Certaines saveurs émettent comme un code, il y a un « je ne sais quoi » qui intervient entre la papille, le cerveau et l’âme et nous plonge dans un état… produisant tantôt une simple sensation et tantôt ouvrant la porte vers un tout autre monde. Comme si dans un effluve se cachait une autre histoire, une autre réalité ou la voie vers un secret de la nature. Dans notre monde moderne, le lien entre la nature et notre assiette a pratiquement disparue alors quand ce codage divin se manifeste, c’est pour moi précieux. Ne vous inquiétez pas, je ne parle pas d’une nouvelle religion, aucune intention de créer un culte de l’épice, un dogme de l’assaisonnement ou un rite de l’aromate… mais rendre un petit hommage à une forêt qui fait naître autant de saveurs, peut-être ;-)
Pour moi, une de ses saveurs « parlantes » est celle de la
baie de genièvre ou baie de genévrier. Une épice négligée à mon avis,
probablement parce qu’on la connait peu. Pourtant c’est loin d’être une
nouvelle découverte, le genévrier est utilisé depuis des milliers d’année en
cuisine et en pharmacopée. Il fut même une époque où on utilisait son huile
comme désinfectant, le genévrier était le « Lysol » de l’Antiquité et
on en fumigeait allègrement les villes pour protéger la population de la peste
et le choléra. Plus tard, au moyen-âge, un vin de baie de genévrier a vu le
jour et servait à la fois de remède, de digestif et de tonique. L’élixir se
raffine avec le temps pour donner le gin qu’on connait aujourd’hui qui date de
l’époque médiéval. On en donnait alors
aux soldats avant les batailles pour leur donner du courage, c’est de là que viendrait l’expression « liquid courage ».

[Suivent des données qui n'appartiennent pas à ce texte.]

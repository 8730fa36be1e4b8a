//! Sent folder commands

use anyhow::Result;
use serde_json::json;

use bm_client::{BitmessageClient, SentMessage};

use crate::output::{format_sent, format_sent_message, print_error, print_json, print_success};

/// List sent messages
pub async fn sent_list(client: &BitmessageClient, json: bool) -> Result<()> {
    let messages = match client.messages().sent().list().await {
        Ok(m) => m,
        Err(e) => {
            print_error(&format!("Failed to list sent messages: {}", e));
            return Err(e.into());
        }
    };

    if json {
        return print_json(&messages);
    }

    println!("{}", format_sent(&messages));
    Ok(())
}

/// Show one sent message by message id
pub async fn sent_show(client: &BitmessageClient, msgid: &str, json: bool) -> Result<()> {
    let message = match client.messages().sent().single(msgid).await {
        Ok(m) => m,
        Err(e) => {
            print_error(&format!("Failed to fetch message: {}", e));
            return Err(e.into());
        }
    };

    show(message, msgid, json)
}

/// Show one sent message by ack data
pub async fn sent_show_by_ack(client: &BitmessageClient, ack_data: &str, json: bool) -> Result<()> {
    let message = match client.messages().sent().single_by_ack(ack_data).await {
        Ok(m) => m,
        Err(e) => {
            print_error(&format!("Failed to fetch message: {}", e));
            return Err(e.into());
        }
    };

    show(message, ack_data, json)
}

/// Move a sent message to the trash, by ack data
pub async fn sent_trash(client: &BitmessageClient, ack_data: &str, json: bool) -> Result<()> {
    let reply = match client.messages().sent().move_to_trash_by_ack(ack_data).await {
        Ok(r) => r,
        Err(e) => {
            print_error(&format!("Failed to trash message: {}", e));
            return Err(e.into());
        }
    };

    if json {
        return print_json(&json!({ "ackData": ack_data, "result": reply }));
    }

    print_success(&reply);
    Ok(())
}

fn show(message: Option<SentMessage>, key: &str, json: bool) -> Result<()> {
    let Some(message) = message else {
        print_error(&format!("No sent message matching {}", key));
        anyhow::bail!("message not found: {}", key);
    };

    if json {
        return print_json(&message);
    }

    println!("{}", format_sent_message(&message));
    Ok(())
}
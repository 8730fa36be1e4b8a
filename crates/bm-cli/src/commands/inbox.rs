//! Inbox commands

use anyhow::Result;
use serde_json::json;

use bm_client::BitmessageClient;

use crate::output::{format_inbox, format_inbox_message, print_error, print_json, print_success};

/// List received messages
pub async fn inbox_list(client: &BitmessageClient, unread_only: bool, json: bool) -> Result<()> {
    let mut messages = match client.messages().inbox().list().await {
        Ok(m) => m,
        Err(e) => {
            print_error(&format!("Failed to list inbox: {}", e));
            return Err(e.into());
        }
    };

    if unread_only {
        messages.retain(|m| !m.read);
    }

    if json {
        return print_json(&messages);
    }

    println!("{}", format_inbox(&messages));
    Ok(())
}

/// Show one received message, optionally changing its read flag
pub async fn inbox_show(
    client: &BitmessageClient,
    msgid: &str,
    read: Option<bool>,
    json: bool,
) -> Result<()> {
    let message = match client.messages().inbox().single(msgid, read).await {
        Ok(m) => m,
        Err(e) => {
            print_error(&format!("Failed to fetch message: {}", e));
            return Err(e.into());
        }
    };

    let Some(message) = message else {
        print_error(&format!("No inbox message with id {}", msgid));
        anyhow::bail!("message not found: {}", msgid);
    };

    if json {
        return print_json(&message);
    }

    println!("{}", format_inbox_message(&message));
    Ok(())
}

/// Move a received message to the trash
pub async fn inbox_trash(client: &BitmessageClient, msgid: &str, json: bool) -> Result<()> {
    let reply = match client.messages().inbox().move_to_trash(msgid).await {
        Ok(r) => r,
        Err(e) => {
            print_error(&format!("Failed to trash message: {}", e));
            return Err(e.into());
        }
    };

    if json {
        return print_json(&json!({ "msgid": msgid, "result": reply }));
    }

    print_success(&reply);
    Ok(())
}
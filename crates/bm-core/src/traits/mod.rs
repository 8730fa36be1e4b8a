//! Core traits

mod transport;

pub use transport::RpcTransport;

Si vous avez déjà goûté à du gin ou du dry gin, vous avez goûté la baie
de genièvre puisque ça en est l’arôme prédominant. Une saveur âpre,
astringente, très parfumée, florale et résineuse. Un arôme distinctif et
puissant qui se marie harmonieusement aux agrumes, aux fruits rouges, aux
gibiers, aux mets gras, viande et poissons fumés et aux champignons. À l’époque
où les épices étaient rares et dispendieuses en Europe, la baie de genièvre
remplaçait le poivre. Ici, en Amérique, la baie de genièvre jouait un rôle
important dans la culture amérindienne, comme épice et surtout comme remède, on en
faisait un thé qui guérissait entre autres la grippe et les infections
urinaires et servait de tonique ou à provoquer l’accouchement (la consommation
de baies ou d’huile de genévrier est d'ailleurs encore fortement déconseillée aux femmes
enceintes.).
Trèves d’histoire, parlons de goût! De nos jours en cuisine, la baie de
genièvre est principalement utilisée dans la choucroute et dans les plats de
gibiers. Ses tanins et sa composition chimique facilitent la digestion des gras
et ont aussi pour effet d’adoucir le goût des viandes sauvages. Elle est encore
très présente dans la cuisine scandinave. Malheureusement, au Québec elle est
très peu connue et utilisée. Certaines espèces de genévrier poussent ici à
l’état sauvage si la cueillette vous intéresse, mais il est aussi relativement
facile de se procurer des baies que vous trouverez au rayon des épices de la
plupart des épiceries.
Si vous êtes aventureux, croquez-la, il paraît que c’est super bon pour
la santé et l’haleine. Ce qui m’a surtout frappé c’est l’intensité de la chose…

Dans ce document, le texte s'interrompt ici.